Apply on Institution's Website

*Type:* Full-Time
*Posted:* 02/22/2022
*Category:* Police and Public Safety
*Overview

There are multiple openings for this postion.*

The Tufts University Department of Public Safety is comprised of sworn police officers, campus security officers, dispatchers, emergency management and fire safety staff. Staff are assigned to one of four campus locations, one in Medford/Somerville, two Boston campuses (Health Sciences and School of the Museum of Fine Arts - SMFA) and a 24/365 clinical and teaching campus in Grafton. Public Safety staff may be redeployed as needed to cover staffing shortages and additional needs throughout the Tufts community as needed.
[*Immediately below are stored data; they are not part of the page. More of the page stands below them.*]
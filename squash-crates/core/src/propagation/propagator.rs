use downcast_rs::impl_downcast;
use downcast_rs::Downcast;
use enumset::EnumSet;

use super::Domains;
use super::LocalId;
use super::PropagationContext;
use crate::basic_types::PropagationStatus;
#[cfg(doc)]
use crate::create_statistics_struct;
#[cfg(doc)]
use crate::propagation::PropagatorConstructorContext;
use crate::statistics::StatisticLogger;
use crate::variables::DomainEvent;
use crate::variables::DomainEvents;

// Allows retrieving the concrete propagator from a `Box<dyn Propagator>`.
impl_downcast!(Propagator);

/// A propagator removes values from domains which cannot be part of any solution of its
/// constraint, or reports a [`Contradiction`](crate::Contradiction).
///
/// The required functions are [`Propagator::name`], [`Propagator::propagate`] and
/// [`Propagator::is_entailed`]; the others have default implementations.
///
/// The engine never calls a propagator for the modifications it made itself during the same call.
/// A propagator which is not idempotent can ask to be called again through
/// [`PropagationContext::force_propagate`].
pub trait Propagator: Downcast {
    /// Return the name of the propagator, used for printing and statistics.
    fn name(&self) -> &str;

    /// The priority tier of the propagator; cheaper propagators should use lower tiers.
    fn priority(&self) -> Priority {
        Priority::VerySlow
    }

    /// The events on the variable registered under `local_id` which should wake up the
    /// propagator. Events outside of this set never cause the propagator to be scheduled.
    ///
    /// Asked once for every variable registered through
    /// [`PropagatorConstructorContext::register`] and for every variable added with
    /// [`PropagationContext::add_to_scope`].
    fn propagation_conditions(&self, _local_id: LocalId) -> DomainEvents {
        DomainEvents::ANY_INT
    }

    /// Removes inconsistent values. On the first call after the propagator was posted (or after a
    /// backtrack below the world it first ran in) `mask` is [`PropagationMask::Full`]; afterwards
    /// it is the union of the events which woke the propagator since its previous call.
    fn propagate(&mut self, context: PropagationContext, mask: PropagationMask)
        -> PropagationStatus;

    /// Whether the constraint holds for every, some or no completion of the current domains.
    fn is_entailed(&self, domains: Domains) -> Entailment;

    /// If true, [`Propagator::notify`] is called for every relevant event before the propagator
    /// is scheduled.
    fn reacts_to_fine_events(&self) -> bool {
        false
    }

    /// Decides whether an event on the variable `local_id` should schedule the propagator. Only
    /// called when [`Propagator::reacts_to_fine_events`] returns true.
    ///
    /// This should be cheap; expensive work belongs in [`Propagator::propagate`].
    fn notify(
        &mut self,
        _domains: Domains,
        _local_id: LocalId,
        _events: EnumSet<DomainEvent>,
    ) -> EnqueueDecision {
        EnqueueDecision::Enqueue
    }

    /// Logs statistics of the propagator using the provided [`StatisticLogger`].
    ///
    /// It is recommended to create a struct through the [`create_statistics_struct!`] macro.
    fn log_statistics(&self, _statistic_logger: StatisticLogger) {}
}

/// Indicator of what to do when a propagator is notified.
#[derive(Clone, Copy, Debug, PartialEq, Eq)]
pub enum EnqueueDecision {
    /// The propagator should be enqueued.
    Enqueue,
    /// The propagator should not be enqueued.
    Skip,
}

/// The truth value of a constraint given the current domains.
#[derive(Clone, Copy, Debug, PartialEq, Eq, Hash)]
pub enum Entailment {
    /// Satisfied by every completion of the domains.
    True,
    /// Satisfied by no completion of the domains.
    False,
    Undefined,
}

/// What a propagator is asked to do when it is called.
#[derive(Clone, Copy, Debug, PartialEq, Eq)]
pub enum PropagationMask {
    /// Propagate without relying on incremental information.
    Full,
    /// The events which happened since the previous call.
    Incremental(EnumSet<DomainEvent>),
}

impl PropagationMask {
    /// Combines two pending requests for the same propagator.
    pub fn merge(self, other: PropagationMask) -> PropagationMask {
        match (self, other) {
            (PropagationMask::Incremental(left), PropagationMask::Incremental(right)) => {
                PropagationMask::Incremental(left | right)
            }
            _ => PropagationMask::Full,
        }
    }

    pub fn is_full(&self) -> bool {
        matches!(self, PropagationMask::Full)
    }

    /// The events covered by this mask; [`PropagationMask::Full`] covers all of them.
    pub fn events(&self) -> EnumSet<DomainEvent> {
        match self {
            PropagationMask::Full => EnumSet::all(),
            PropagationMask::Incremental(events) => *events,
        }
    }
}

/// The lifecycle of a posted propagator.
///
/// The state is kept in a reversible integer, so a propagator becomes active again when the
/// search backtracks above the world in which it turned passive.
#[derive(Clone, Copy, Debug, PartialEq, Eq, Hash)]
pub enum PropagatorState {
    /// Never called yet; the next call propagates fully.
    StateLess,
    /// Called at least once and reacting to events.
    Active,
    /// Entailed or otherwise done; ignores events.
    Passive,
}

impl PropagatorState {
    pub(crate) fn to_integer(self) -> i64 {
        match self {
            PropagatorState::StateLess => 0,
            PropagatorState::Active => 1,
            PropagatorState::Passive => 2,
        }
    }

    pub(crate) fn from_integer(value: i64) -> PropagatorState {
        match value {
            0 => PropagatorState::StateLess,
            1 => PropagatorState::Active,
            _ => PropagatorState::Passive,
        }
    }
}

/// The priority of a propagator, used for determining the order in which propagators will be
/// called.
///
/// Propagators in a lower tier are called before propagators in a higher tier. The order within a
/// tier is unspecified; the fixpoint does not depend on it.
#[derive(Default, Debug, Clone, Copy, Hash, PartialEq, Eq, PartialOrd, Ord)]
#[repr(u8)]
pub enum Priority {
    Unary = 0,
    Binary = 1,
    Ternary = 2,
    Linear = 3,
    Quadratic = 4,
    Cubic = 5,
    #[default]
    VerySlow = 6,
}

impl Priority {
    pub(crate) const NUM_TIERS: usize = 7;

    pub(crate) fn tier(self) -> usize {
        self as usize
    }
}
The Department of Public Safety works to ensure that the physical, psychological, and emotional security and wellbeing needs of all our community members are being met. Whereas safety and security are a responsibility shared by the whole community, the mission is achieved by applying leadership and expertise to proactive community partnerships designed to provide programs, resources, and services to prevent loss, reduce harm, and solve problems. The department is continually striving to ensure that campus safety and policing functions remain responsive to the needs of our community, are aligned with the university's core values, and provide the accountability and transparency needed to maintain the trust and support of the Tufts community. Public Safety leadership regularly and proactively engage with the Tufts community to develop and maintain communication and education about DPS' programs, services, and resources as well as to lend expertise around upcoming events ongoing campus concerns and annual programs.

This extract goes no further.